Re: Btrfs: fix free space tree bitmaps on big-endian systems

From: Omar Sandoval
Date: Mon Oct 24 2016 - 11:16:37 EST


On Mon, Oct 24, 2016 at 09:23:04AM +0200, Geert Uytterhoeven wrote:
> On Sat, Oct 15, 2016 at 2:46 AM, Linux Kernel Mailing List
> <linux-kernel@xxxxxxxxxxxxxxx> wrote:
> > Web: https://git.kernel.org/torvalds/c/2fe1d55134fce05c17ea118a2e37a4af771887bc
> > Commit: 2fe1d55134fce05c17ea118a2e37a4af771887bc
>
> 520f16abf003952d in v4.7.10
> 1ff6341b5d92dd6b in v4.8.4
>
> > Parent: 08895a8b6b06ed2323cd97a36ee40a116b3db8ed
> > Refname: refs/heads/master
> > Author: Omar Sandoval <osandov@xxxxxx>
> > AuthorDate: Thu Sep 22 17:24:20 2016 -0700
> > Committer: David Sterba <dsterba@xxxxxxxx>
> > CommitDate: Mon Oct 3 18:52:14 2016 +0200
> >
> > Btrfs: fix free space tree bitmaps on big-endian systems
> >
> > In convert_free_space_to_{bitmaps,extents}(), we buffer the free space
> > bitmaps in memory and copy them directly to/from the extent buffers with
> > {read,write}_extent_buffer(). The extent buffer bitmap helpers use byte
> > granularity, which is equivalent to a little-endian bitmap. This means
> > that on big-endian systems, the in-memory bitmaps will be written to
> > disk byte-swapped. To fix this, use byte-granularity for the bitmaps in
> > memory.
>
> This change looks overly complex to me, and decreases performance.

Do you have evidence of that? Sure, it can in theory, but the change
only affects the free space tree format conversion, which is a rare
operation.

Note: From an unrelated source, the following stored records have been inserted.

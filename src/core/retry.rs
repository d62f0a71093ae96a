//! Bounded retry with exponential backoff
//!
//! Used for the per-identifier metadata lookups. The delay before retry `n`
//! (1-based) is `initial_delay * multiplier^(n-1)`, capped at `max_delay`. There is
//! no sleep after the final attempt.

use crate::config::RetryConfig;
use crate::domain::Result;
use crate::log_retry_attempt;
use std::future::Future;
use std::time::Duration;

/// Retry policy for fallible async operations
#[derive(Debug, Clone, PartialEq)]
pub struct RetryPolicy {
    /// Total attempts, including the first
    pub max_attempts: u32,
    /// Delay before the first retry
    pub initial_delay: Duration,
    /// Growth factor between consecutive delays
    pub multiplier: f64,
    /// Upper bound for a single delay
    pub max_delay: Duration,
}

impl RetryPolicy {
    /// Delay to wait after failed attempt number `attempt` (1-based)
    pub fn delay_for(&self, attempt: u32) -> Duration {
        let exponent = attempt.saturating_sub(1) as i32;
        let millis = self.initial_delay.as_millis() as f64 * self.multiplier.powi(exponent);
        let capped = millis.min(self.max_delay.as_millis() as f64);
        Duration::from_millis(capped.max(0.0) as u64)
    }

    /// Run `operation` until it succeeds or the attempts are exhausted
    ///
    /// `should_retry` decides whether an error is worth another attempt; errors it
    /// rejects are returned immediately.
    ///
    /// # Errors
    ///
    /// Returns the last error once all attempts have failed.
    pub async fn run<T, F, Fut, P>(&self, what: &str, mut operation: F, should_retry: P) -> Result<T>
    where
        F: FnMut() -> Fut,
        Fut: Future<Output = Result<T>>,
        P: Fn(&crate::domain::OpsyncError) -> bool,
    {
        let max_attempts = self.max_attempts.max(1);
        let mut attempt = 0;

        loop {
            attempt += 1;
            match operation().await {
                Ok(value) => return Ok(value),
                Err(e) => {
                    if attempt >= max_attempts || !should_retry(&e) {
                        return Err(e);
                    }

                    let delay = self.delay_for(attempt);
                    log_retry_attempt!(attempt + 1, max_attempts, e);
                    tracing::debug!(what, delay_ms = delay.as_millis() as u64, "Backing off");
                    tokio::time::sleep(delay).await;
                }
            }
        }
    }
}

impl Default for RetryPolicy {
    fn default() -> Self {
        Self::from(&RetryConfig::default())
    }
}

impl From<&RetryConfig> for RetryPolicy {
    fn from(config: &RetryConfig) -> Self {
        Self {
            max_attempts: config.max_attempts,
            initial_delay: Duration::from_millis(config.initial_delay_ms),
            multiplier: config.backoff_multiplier,
            max_delay: Duration::from_millis(config.max_delay_ms),
        }
    }
}

#[cfg(test)]
mod tests {
    use super::*;
    use crate::domain::{OpsyncError, SearchApiError};
    use std::sync::atomic::{AtomicU32, Ordering};

    fn fast_policy(max_attempts: u32) -> RetryPolicy {
        RetryPolicy {
            max_attempts,
            initial_delay: Duration::from_millis(1),
            multiplier: 2.0,
            max_delay: Duration::from_millis(5),
        }
    }

    fn transient() -> OpsyncError {
        SearchApiError::ConnectionFailed("reset by peer".to_string()).into()
    }

    #[test]
    fn test_default_delays() {
        let policy = RetryPolicy::default();
        assert_eq!(policy.max_attempts, 3);
        assert_eq!(policy.delay_for(1), Duration::from_millis(300));
        assert_eq!(policy.delay_for(2), Duration::from_millis(600));
        assert_eq!(policy.delay_for(3), Duration::from_millis(1200));
    }

    #[test]
    fn test_delay_is_capped() {
        let policy = RetryPolicy {
            max_attempts: 10,
            initial_delay: Duration::from_millis(1000),
            multiplier: 10.0,
            max_delay: Duration::from_millis(5000),
        };
        assert_eq!(policy.delay_for(4), Duration::from_millis(5000));
    }

    #[tokio::test]
    async fn test_succeeds_after_transient_failures() {
        let counter = AtomicU32::new(0);
        let calls = &counter;
        let result = fast_policy(3)
            .run(
                "lookup",
                move || async move {
                    if calls.fetch_add(1, Ordering::SeqCst) < 2 {
                        Err(transient())
                    } else {
                        Ok(7)
                    }
                },
                |_| true,
            )
            .await;

        assert_eq!(result.unwrap(), 7);
        assert_eq!(counter.load(Ordering::SeqCst), 3);
    }

    #[tokio::test]
    async fn test_gives_up_after_max_attempts() {
        let counter = AtomicU32::new(0);
        let calls = &counter;
        let result: Result<()> = fast_policy(3)
            .run(
                "lookup",
                move || async move {
                    calls.fetch_add(1, Ordering::SeqCst);
                    Err(transient())
                },
                |_| true,
            )
            .await;

        assert!(result.is_err());
        assert_eq!(counter.load(Ordering::SeqCst), 3);
    }

    #[tokio::test]
    async fn test_non_retryable_error_stops_immediately() {
        let counter = AtomicU32::new(0);
        let calls = &counter;
        let result: Result<()> = fast_policy(3)
            .run(
                "lookup",
                move || async move {
                    calls.fetch_add(1, Ordering::SeqCst);
                    Err(OpsyncError::Extraction("no such element".to_string()))
                },
                |e| matches!(e, OpsyncError::SearchApi(_)),
            )
            .await;

        assert!(result.is_err());
        assert_eq!(counter.load(Ordering::SeqCst), 1);
    }
}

In fact, I actually benchmarked the change with [1] and saw
no noticable difference on x86-64. In any case, now that the on-disk
format problem is fixed, we can improve the implementation.

> >
> > Fixes: a5ed91828518 ("Btrfs: implement the free space B-tree")
> > Cc: stable@xxxxxxxxxxxxxxx # 4.5+
> > Tested-by: Holger Hoffstätte <holger@xxxxxxxxxxxxxxxxxxxxxx>
> > Tested-by: Chandan Rajendra <chandan@xxxxxxxxxxxxxxxxxx>
> > Signed-off-by: Omar Sandoval <osandov@xxxxxx>
> > Signed-off-by: David Sterba <dsterba@xxxxxxxx>
> > ---
> > fs/btrfs/extent_io.c | 64 +++++++++++++++++++++++++++++++++-------------
> > fs/btrfs/extent_io.h | 22 ++++++++++++++++
> > fs/btrfs/free-space-tree.c | 17 ++++++------
> > 3 files changed, 76 insertions(+), 27 deletions(-)
> >
> > diff --git a/fs/btrfs/extent_io.c b/fs/btrfs/extent_io.c
> > index 44fe66b..c3ec30d 100644
> > --- a/fs/btrfs/extent_io.c
> > +++ b/fs/btrfs/extent_io.c
> > @@ -5524,17 +5524,45 @@ void copy_extent_buffer(struct extent_buffer *dst, struct extent_buffer *src,
> > }
> > }
> >
> > -/*
> > - * The extent buffer bitmap operations are done with byte granularity because
> > - * bitmap items are not guaranteed to be aligned to a word and therefore a
> > - * single word in a bitmap may straddle two pages in the extent buffer.
> > - */
> > -#define BIT_BYTE(nr) ((nr) / BITS_PER_BYTE)
> > -#define BYTE_MASK ((1 << BITS_PER_BYTE) - 1)
> > -#define BITMAP_FIRST_BYTE_MASK(start) \
> > - ((BYTE_MASK << ((start) & (BITS_PER_BYTE - 1))) & BYTE_MASK)
> > -#define BITMAP_LAST_BYTE_MASK(nbits) \
> > - (BYTE_MASK >> (-(nbits) & (BITS_PER_BYTE - 1)))
> > +void le_bitmap_set(u8 *map, unsigned int start, int len)
> > +{
> > + u8 *p = map + BIT_BYTE(start);
>
> You cannot use cpu_to_le32/cpu_to_le64 on the masks and operate on
> unsigned longs in memory because there's no alignment guarantee, right?

That's right.

> > + const unsigned int size = start + len;
> > + int bits_to_set = BITS_PER_BYTE - (start % BITS_PER_BYTE);
> > + u8 mask_to_set = BITMAP_FIRST_BYTE_MASK(start);
> > +
> > + while (len - bits_to_set >= 0) {
> > + *p |= mask_to_set;
> > + len -= bits_to_set;
> > + bits_to_set = BITS_PER_BYTE;
> > + mask_to_set = ~(u8)0;
> > + p++;
> > + }
>
> memset() for all but the first partial byte (if present)?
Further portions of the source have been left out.